Business rules exist (and may be formulated) which contain multiple levels of boolean complexity. There is not a lot of experience available with representing such rules declaratively as the typical approach taken in practice is to embed such rules in procedural code. This approach has been taken because at the system design and construction level they has been no alternative.
The discussion in the previous section leads to a major enigma in data and process modelling. Where is the borderline between data and process modelling and system design and construction. The famous "orange book" of 1982 [4] introduced what it referred to as the 100% principle. The principle stated the following:
All relevant static and dynamic aspects, i.e. all rules and laws, etc. of the universe of discourse should be described in the conceptual schema. The information system cannot and should not be held responsible for not meeting those described elsewhere, including in particular those in application programs.
The clarification in the second sentence is clearer than the statement of the principle in the first sentence. The 100% principle has been paraphrased [5] as follows:
The business rules applicable to a given subject area must be specified declaratively. The place where they are captured is called a conceptual schema. The business rules should not be embedded in application programs.
Whether or not one refers to the collective representation of the business rules as a "conceptual schema" is merely a terminological issue. The term has been adopted for many uses less precise and less clearly focussed than that included in [4] and the very fact of such adoption has lead inevitably to the corruption of the concept.
The underlying principle, however, as paraphrased above is felt to be important in the context of data and process modelling. The underlying principle is concerned with the declarative approach to representing business rules as opposed to embedding such rules in procedural language code.
The preference for the declarative approach is predicated entirely on the ever present requirement for "designing for change" (a catch phrase of the sixties).
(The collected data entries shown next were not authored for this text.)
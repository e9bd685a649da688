// Prompt Templates
// `{key}` placeholders are filled by `fill`; other braces are left alone.

pub const DISCOVERY: &str = r#"You are an edtech venture scout.
Using the request and the search results below, list {count_instruction} promising edtech startups.

Request: {query}

Search results:
{results}

Reply with a JSON array only, no commentary:
[
  {
    "name": "company name",
    "domain": "K-12 / higher education / corporate learning / ...",
    "description": "one or two sentences",
    "market": "target market (country or segment)",
    "founded_year": "year or Unknown",
    "funding_stage": "Seed/Series A/B/C/IPO/Unknown"
  }
]"#;

pub const TECH_SUMMARY: &str = r#"You are a technology analyst.
Summarize the technology of the startup below.

Startup:
{startup_info}

Reply with JSON only:
{
  "summary": "core technology in 2-3 sentences",
  "highlights": ["technical strength 1", "technical strength 2"],
  "gaps": ["area needing work 1", "area needing work 2"]
}"#;

pub const MARKET_CLASSIFY: &str = r#"You classify market analysis requests.
Decide for the request below:
1. query_type: main interest (market_size, trend, competition, forecast, general)
2. needs_web_search: whether recent data is required (true/false)
3. analysis_depth: required depth (basic, intermediate, advanced)

Request: {query}

Reply with JSON only:
{"query_type": "...", "needs_web_search": true, "analysis_depth": "..."}"#;

pub const MARKET_SIZE: &str = r#"As a market sizing expert, analyze the market size from the information below.

Query: {query}

Internal data:
{rag_data}

External data:
{web_data}

Cover:
1. Current market size (amount and unit)
2. Growth over the last 3-5 years
3. Share of the main segments
4. Regional distribution (if relevant)

Be concise and quantitative."#;

pub const MARKET_GROWTH: &str = r#"As a growth trend analyst, analyze the market's growth from the information below.

Query: {query}

Internal data:
{rag_data}

External data:
{web_data}

Cover:
1. Five-year outlook (CAGR)
2. Main growth drivers (technology, regulation, consumer behaviour)
3. Market maturity (introduction/growth/maturity/decline)
4. Recent trends and innovations

Include concrete figures and evidence."#;

pub const MARKET_COMPETITION: &str = r#"As a competition analyst, analyze the competitive landscape from the information below.

Query: {query}

Internal data:
{rag_data}

External data:
{web_data}

Cover:
1. Main competitors and market shares
2. Market concentration (HHI or CRn if available)
3. Barriers to entry (high/medium/low) and why
4. Intensity of competition

Use Porter's Five Forces where helpful."#;

pub const MARKET_RISKS: &str = r#"As a risk analyst, identify the main risk factors from the analyses below.

Market: {query}

Market size analysis:
{market_size}

Growth analysis:
{growth_trend}

Competition analysis:
{competition}

Rate each of these as high/medium/low with a reason, one per line:
- Market risk (demand volatility, economic sensitivity)
- Technology risk (technology shifts, substitutes)
- Regulatory risk (law and policy changes)
- Competition risk (new entrants, price pressure)"#;

pub const MARKET_SCORE: &str = r#"You are a market attractiveness assessor. Score the market objectively:
- market_size_score: 0-25 (larger market scores higher)
- growth_score: 0-30 (faster growth scores higher)
- competition_score: 0-25 (weaker competition scores higher)
- risk_score: 0-20 (lower risk scores higher)
- total_score: 0-100, the sum of the four

Market: {query}

Market size: {market_size}
Growth: {growth_trend}
Competition: {competition}
Risk factors: {risk_factors}

Reply with JSON only:
{"market_size_score": 0, "growth_score": 0, "competition_score": 0, "risk_score": 0, "total_score": 0, "justification": "..."}"#;

pub const MARKET_REPORT: &str = r#"Write a consolidated market analysis report.

Market: {query}
Analysis depth: {analysis_depth}
Market attractiveness score: {final_score}/100

=== Findings ===

1. Market size
{market_size}

2. Growth
{growth_trend}

3. Competition
{competition}

4. Risk factors
{risk_factors}

=== Structure ===
Write an executive-summary style report with:
1. Key summary (2-3 paragraphs)
2. Opportunity assessment
3. Key success factors
4. Recommendations (entry strategy, cautions)
5. Conclusion

Give clear, actionable insight."#;

pub const COMPETITOR_DISCOVERY: &str = r#"You are an edtech market analyst.
Identify the main competitors of the startup below with a short description of each.

Startup:
{startup_info}

Search results:
{search_results}

Reply with JSON only:
{
  "competitors": [
    {
      "name": "company name",
      "description": "1-2 sentences",
      "category": "B2B/B2C/B2B2C",
      "founded_year": "year",
      "estimated_revenue": "estimate or Unknown",
      "key_products": ["product 1", "product 2"],
      "target_market": "target market",
      "funding_stage": "Seed/Series A/B/C/IPO/Unknown",
      "competitive_overlap": "high/medium/low"
    }
  ]
}"#;

pub const COMPETITOR_ANALYSIS: &str = r#"You are an edtech VC analyst.
Analyze the competitive structure between the startup and its competitors.

Startup:
{startup_info}

Competitors:
{competitors}

Reply with JSON only:
{
  "competition_intensity": 1-10,
  "market_positioning": "Blue Ocean/Red Ocean/Niche Market",
  "differentiation_factors": ["factor 1", "factor 2", "factor 3"],
  "competitive_advantages": ["Technology", "Price", "Network Effect"],
  "entry_barriers": "high/medium/low",
  "key_threats": ["threat 1", "threat 2"],
  "market_share_potential": 1-10
}"#;

pub const COMPETITOR_POSITIONING: &str = r#"You are a competitive strategy expert.
Assess the startup's competitive positioning.

Startup name: {startup_name}
Competitors: {competitors}
Competitive structure: {analysis}

Reply with JSON only:
{
  "positioning_score": 0-10,
  "differentiation_score": 0-10,
  "competitive_moat": {"technology": 0-10, "brand": 0-10, "network_effect": 0-10, "data": 0-10, "overall": 0-10},
  "sustainability": {"score": 0-10, "reasoning": "why"},
  "recommendations": ["recommendation 1", "recommendation 2"]
}"#;

pub const INVESTMENT_SCORING: &str = r#"You are an edtech VC investment analyst.
Combine the information below into per-category scores and a total.

Startup:
{startup_info}
Technology summary:
{tech_summary}
Market analysis:
{market_analysis}
Competitor analysis:
{competitor_analysis}
Competitive positioning:
{competitive_positioning}

Reply with JSON only:
{
  "scores": {
    "educational_efficacy": {"subtotal": 0-25, "max": 25},
    "market_traction": {"subtotal": 0-20, "max": 20},
    "team": {"subtotal": 0-20, "max": 20},
    "technology": {"subtotal": 0-15, "max": 15},
    "business_model": {"subtotal": 0-10, "max": 10},
    "competition": {"subtotal": 0-5, "max": 5},
    "compliance": {"subtotal": 0-5, "max": 5}
  },
  "total_score": 0-100,
  "percentile_rank": "top X%"
}"#;

pub const INVESTMENT_RISK: &str = r#"You are a risk analyst.
Assess the investment risks of the startup below.

Startup:
{startup_info}
Investment scores:
{scores}
Competitor analysis:
{competitor_analysis}

Reply with JSON only (level 1-10, likelihood and impact low/medium/high):
{
  "market_risk": {"level": 1, "likelihood": "...", "impact": "..."},
  "technology_risk": {"level": 1, "likelihood": "...", "impact": "..."},
  "execution_risk": {"level": 1, "likelihood": "...", "impact": "..."},
  "financial_risk": {"level": 1, "likelihood": "...", "impact": "..."},
  "competition_risk": {"level": 1, "likelihood": "...", "impact": "..."},
  "regulatory_risk": {"level": 1, "likelihood": "...", "impact": "..."},
  "overall_risk_score": 1-10
}"#;

pub const INVESTMENT_DECISION: &str = r#"You chair the investment committee.
Make the final investment decision.

Startup name: {startup_name}
Total score: {total_score}
Risk assessment: {risk_assessment}
Rule-based initial recommendation: {initial_recommendation}

"decision" must be one of: Invest, Strong Buy, Buy, Hold, Watch, Pass.

Reply with JSON only:
{
  "decision": "...",
  "confidence": "high/medium/low",
  "key_strengths": ["strength 1", "strength 2"],
  "key_concerns": ["concern 1", "concern 2"],
  "investment_thesis": "2-3 sentences",
  "recommended_actions": ["action 1", "action 2"],
  "valuation_suggestion": "suggested valuation",
  "expected_return": "expected return over 3-5 years",
  "exit_strategy": "exit strategy"
}"#;

pub const REPORT_SUMMARY: &str = r#"You are an investment memo editor creating one-page summaries for edtech startups. Use the supplied data only. Reply in English. Paragraphs must be 2-3 sentences (max 350 characters) and bullet points under 70 characters each.
Return a JSON object with keys:
{
  "executive_summary": "short paragraph",
  "technology": {"paragraph": "...", "bullets": []},
  "market_competition": {"paragraph": "...", "bullets": []},
  "risk": {"paragraph": "...", "bullets": []},
  "investment": {"paragraph": "...", "bullets": []},
  "headline_points": []
}
Each bullet array holds up to 3 concise items. No extra fields or commentary.

Company name: {company_name}
Technology summary: {tech_summary}
Technology highlights: {tech_highlights}
Technology gaps: {tech_gaps}
Market summary: {market_summary}
Market analysis detail: {market_analysis}
Competitor insights: {competitor_info}
Investment decision: {decision}
Investment rationale: {decision_reason}
Investment scores: {scores}
Risk assessment: {risks}
Key metrics: score={score}, confidence={confidence}, overall_risk={overall_risk}"#;

/// Replaces each `{key}` in `template` with its value.
pub fn fill(template: &str, vars: &[(&str, &str)]) -> String {
    vars.iter().fold(template.to_string(), |acc, (key, value)| {
        acc.replace(&format!("{{{}}}", key), value)
    })
}
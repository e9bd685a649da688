//! Pipeline facade: one call per evaluation run.
//!
//! Builds the initial `PipelineState`, drives the graph under a step budget
//! derived from the requested count, and turns the final state into a
//! `RunReport`.

use std::sync::Arc;

use chrono::{DateTime, Utc};
use serde::Serialize;
use thiserror::Error;
use tokio_util::sync::CancellationToken;
use uuid::Uuid;

use crate::core::config::{DiscoveryCount, PipelineSettings};
use crate::core::errors::ApiError;
use crate::graph::node::{GraphError, NodeContext};
use crate::graph::routing::is_affirmative_decision;
use crate::graph::state::{Diagnostic, PipelineState, ReportOutcome, Startup};
use crate::graph::{build_pipeline_graph, GraphRuntime};
use crate::state::Services;

/// An invested entity runs six nodes (next_entity, four stages, report).
/// The seventh step per entity is slack.
const STEPS_PER_ENTITY: usize = 7;
/// Discovery plus the final next_entity that finds the queue empty.
const FIXED_STEPS: usize = 2;
const SLACK_STEPS: usize = 4;

/// Step budget for a run over at most `count.upper_bound()` entities.
///
/// Always large enough for every entity of the worklist to reach its report.
pub fn step_budget(count: &DiscoveryCount) -> usize {
    FIXED_STEPS + count.upper_bound() * STEPS_PER_ENTITY + SLACK_STEPS
}

/// A requested count the pipeline refuses to run.
#[derive(Debug, Clone, PartialEq, Eq, Error)]
pub enum CountError {
    #[error("count must be at least 1")]
    Zero,
    #[error("count {requested} exceeds pipeline.max_count ({max})")]
    AboveMax { requested: usize, max: usize },
}

impl From<CountError> for ApiError {
    fn from(err: CountError) -> Self {
        ApiError::BadRequest(err.to_string())
    }
}

#[derive(Debug, Clone, Serialize)]
pub struct EntityOutcome {
    pub name: String,
    pub decision: Option<String>,
    pub invested: bool,
    /// File name of the saved PDF
    #[serde(skip_serializing_if = "Option::is_none")]
    pub report: Option<String>,
    #[serde(skip_serializing_if = "Option::is_none")]
    pub error: Option<String>,
    pub degraded: Vec<String>,
    pub record: Startup,
}

impl EntityOutcome {
    /// `position` is the 1-based place of `startup` in the worklist.
    fn new(position: usize, startup: Startup, reports: &[ReportOutcome]) -> Self {
        let decision = startup
            .investment_decision
            .as_ref()
            .map(|d| d.decision.clone());
        let invested = decision.as_deref().map(is_affirmative_decision).unwrap_or(false);
        let report = reports.iter().find(|r| r.position == position);

        Self {
            name: startup.name.clone(),
            decision,
            invested,
            report: report.and_then(|r| r.pdf.clone()),
            error: report.and_then(|r| r.error.clone()),
            degraded: startup.degraded.clone(),
            record: startup,
        }
    }
}

#[derive(Debug, Clone, Serialize)]
pub struct RunReport {
    pub run_id: Uuid,
    pub query: String,
    pub count: DiscoveryCount,
    pub steps: usize,
    pub outcomes: Vec<EntityOutcome>,
    pub reports: Vec<ReportOutcome>,
    pub diagnostics: Vec<Diagnostic>,
    pub started_at: DateTime<Utc>,
    pub finished_at: DateTime<Utc>,
}

impl RunReport {
    fn from_state(state: PipelineState, steps: usize) -> Self {
        let PipelineState {
            run_id,
            query,
            count,
            worklist,
            reports,
            diagnostics,
            started_at,
            ..
        } = state;

        let outcomes = worklist
            .into_processed()
            .into_iter()
            .enumerate()
            .map(|(index, startup)| EntityOutcome::new(index + 1, startup, &reports))
            .collect();

        Self {
            run_id,
            query,
            count,
            steps,
            outcomes,
            reports,
            diagnostics,
            started_at,
            finished_at: Utc::now(),
        }
    }
}

pub struct Pipeline {
    graph: GraphRuntime<PipelineState>,
    services: Arc<Services>,
    settings: PipelineSettings,
}

impl Pipeline {
    pub fn new(services: Arc<Services>, settings: PipelineSettings) -> Result<Self, GraphError> {
        let ceiling = step_budget(&DiscoveryCount::Fixed(settings.max_count));
        let max_steps = if ceiling > settings.recursion_limit {
            tracing::warn!(
                "recursion_limit {} is too small for max_count {}; raised to {}",
                settings.recursion_limit,
                settings.max_count,
                ceiling
            );
            ceiling
        } else {
            settings.recursion_limit
        };
        let graph = build_pipeline_graph(max_steps)?;
        Ok(Self {
            graph,
            services,
            settings,
        })
    }

    pub fn settings(&self) -> &PipelineSettings {
        &self.settings
    }

    /// Checks a caller-supplied count against `max_count`.
    ///
    /// `None` resolves to the configured discovery mode.
    pub fn resolve_count(&self, count: Option<DiscoveryCount>) -> Result<DiscoveryCount, CountError> {
        let Some(count) = count else {
            return Ok(self.settings.discovery);
        };
        let requested = count.upper_bound();
        if requested == 0 {
            return Err(CountError::Zero);
        }
        if requested > self.settings.max_count {
            return Err(CountError::AboveMax {
                requested,
                max: self.settings.max_count,
            });
        }
        Ok(count)
    }

    /// Evaluates startups matching `query`.
    ///
    /// `count` overrides the configured discovery mode and is clamped to
    /// `max_count`; entry points reject it first through `resolve_count`.
    /// Only structural failures (budget, routing, ownership, discovery,
    /// cancellation) are errors.
    pub async fn run(
        &self,
        query: &str,
        count: Option<DiscoveryCount>,
        cancel: &CancellationToken,
    ) -> Result<RunReport, GraphError> {
        let count = match self.resolve_count(count) {
            Ok(count) => count,
            Err(err) => {
                let clamped = count
                    .unwrap_or(self.settings.discovery)
                    .clamped(self.settings.max_count);
                tracing::warn!("{}; running with {:?}", err, clamped);
                clamped
            }
        };
        let mut state = PipelineState::new(query, count);
        let budget = step_budget(&count);
        let ctx = NodeContext::new(&self.services, cancel);

        tracing::info!(
            run_id = %state.run_id,
            query,
            budget,
            "Evaluation run started"
        );

        let steps = self.graph.run_with_budget(&mut state, &ctx, budget).await?;
        state.worklist.retire_current();

        let report = RunReport::from_state(state, steps);
        tracing::info!(
            run_id = %report.run_id,
            steps,
            evaluated = report.outcomes.len(),
            reports = report.reports.len(),
            diagnostics = report.diagnostics.len(),
            "Evaluation run finished"
        );
        Ok(report)
    }
}
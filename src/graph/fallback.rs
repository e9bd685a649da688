// Fallback Policy
// Substitutes a well-formed default when a stage computation fails

use std::future::Future;

use crate::core::errors::StageError;

/// Value produced by a guarded computation plus the failure it replaced, if any.
#[derive(Debug, Clone, PartialEq)]
pub struct Guarded<T> {
    pub value: T,
    pub failure: Option<String>,
}

impl<T> Guarded<T> {
    pub fn is_degraded(&self) -> bool {
        self.failure.is_some()
    }
}

/// Runs `primary`; on any error returns `default(&err)` and logs the substitution.
///
/// Never fails: capability errors, timeouts and parse errors all land here.
pub async fn with_fallback<T, F, D>(step: &str, entity: &str, primary: F, default: D) -> Guarded<T>
where
    F: Future<Output = Result<T, StageError>>,
    D: FnOnce(&StageError) -> T,
{
    match primary.await {
        Ok(value) => Guarded {
            value,
            failure: None,
        },
        Err(err) => {
            tracing::warn!(step, entity, error = %err, "step failed, using fallback");
            Guarded {
                value: default(&err),
                failure: Some(format!("{}: {}", step, err)),
            }
        }
    }
}

#[cfg(test)]
mod tests {
    use super::*;
    use crate::core::errors::{CapabilityError, ParseError};
    use crate::graph::state::TechSummary;

    #[tokio::test]
    async fn success_passes_through() {
        let guarded = with_fallback("tech_summary", "Acme", async { Ok(3) }, |_| 0).await;
        assert_eq!(guarded.value, 3);
        assert!(!guarded.is_degraded());
    }

    #[tokio::test]
    async fn every_failure_kind_yields_the_default_shape() {
        let failures = vec![
            StageError::from(CapabilityError::Provider("401".into())),
            StageError::from(CapabilityError::Timeout {
                capability: "model",
                secs: 60,
            }),
            StageError::from(ParseError::NotFound("object")),
            StageError::Aborted("sub-graph stopped".into()),
        ];

        for failure in failures {
            let guarded = with_fallback(
                "tech_summary",
                "Acme",
                async move { Err::<TechSummary, _>(failure) },
                |err| TechSummary {
                    summary: format!("Tech summary failed: {}", err),
                    ..Default::default()
                },
            )
            .await;

            assert!(guarded.value.summary.starts_with("Tech summary failed: "));
            assert!(guarded.value.highlights.is_empty());
            assert!(guarded.failure.unwrap().starts_with("tech_summary: "));
        }
    }
}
Businesses are always changing and business rules will always need to change to reflect the changes in business. Systems should be designed and constructed in such a way that even unpredictable kinds of change can be accommodated.
The most obvious and typical use for a data modelling technique is during the information system life cycle. There are many different interpretations of the life cycle concept and indeed it is often referred to by some other name - such as system development life cycle. One can argue that the introduction of the term "development" is unnecessarily constraining.
One example of a possible stage breakdown for an information system life cycle is based on that given in [1] as follows:
Data modelling can be used, albeit in different ways, at each and every one of these stages. At the planning stage, a data model need not be rigorous. At the system design stage, it must be "complete" in the sense that all business rules that can be captured need to be captured. (There are usually some that need to be captured in a process model.)
A data model developed during the analysis stage needs to be an analytic data model (see section 5 of this paper). In some senses this stage is difficult to put into context in terms of completeness. Typically, the analysis of a business area is influenced strongly by the use of some legacy system which is due to be replaced. How much human resource should be invested in analyzing the old way of doing things at a time when the emphasis should be on "getting things right" this time around?
Apart from the use of data modelling in connection with computerized information systems, the basic technique is valuable in a more general context. Given a complex situation which involves a number of inter-related concepts on which a group of people are trying to agree, the preparation of an analytic data model showing how these concepts seem to be related is a good basis for reaching consensus on how they should be related.
Although this paper has concentrated so far on data modelling, the importance of process modelling cannot be overstated. The symbiosis between data modelling and process modelling is difficult to formalize. One has a very different view of process modelling if one regards it as a starting point from the view one has if one regards it as an activity which builds on data modelling.
To review the implications of process modelling, it is useful to restate the three part spectrum from section 5 of this paper:
Early work on process modelling was strongly influenced by the requirements in part C of this spectrum. The computerized system was being designed to perform certain processes (or procedures) and it was necessary to identify the processes and how they were inter-related. The fact that each process needed input data and in many cases generated output data was to a large extent secondary.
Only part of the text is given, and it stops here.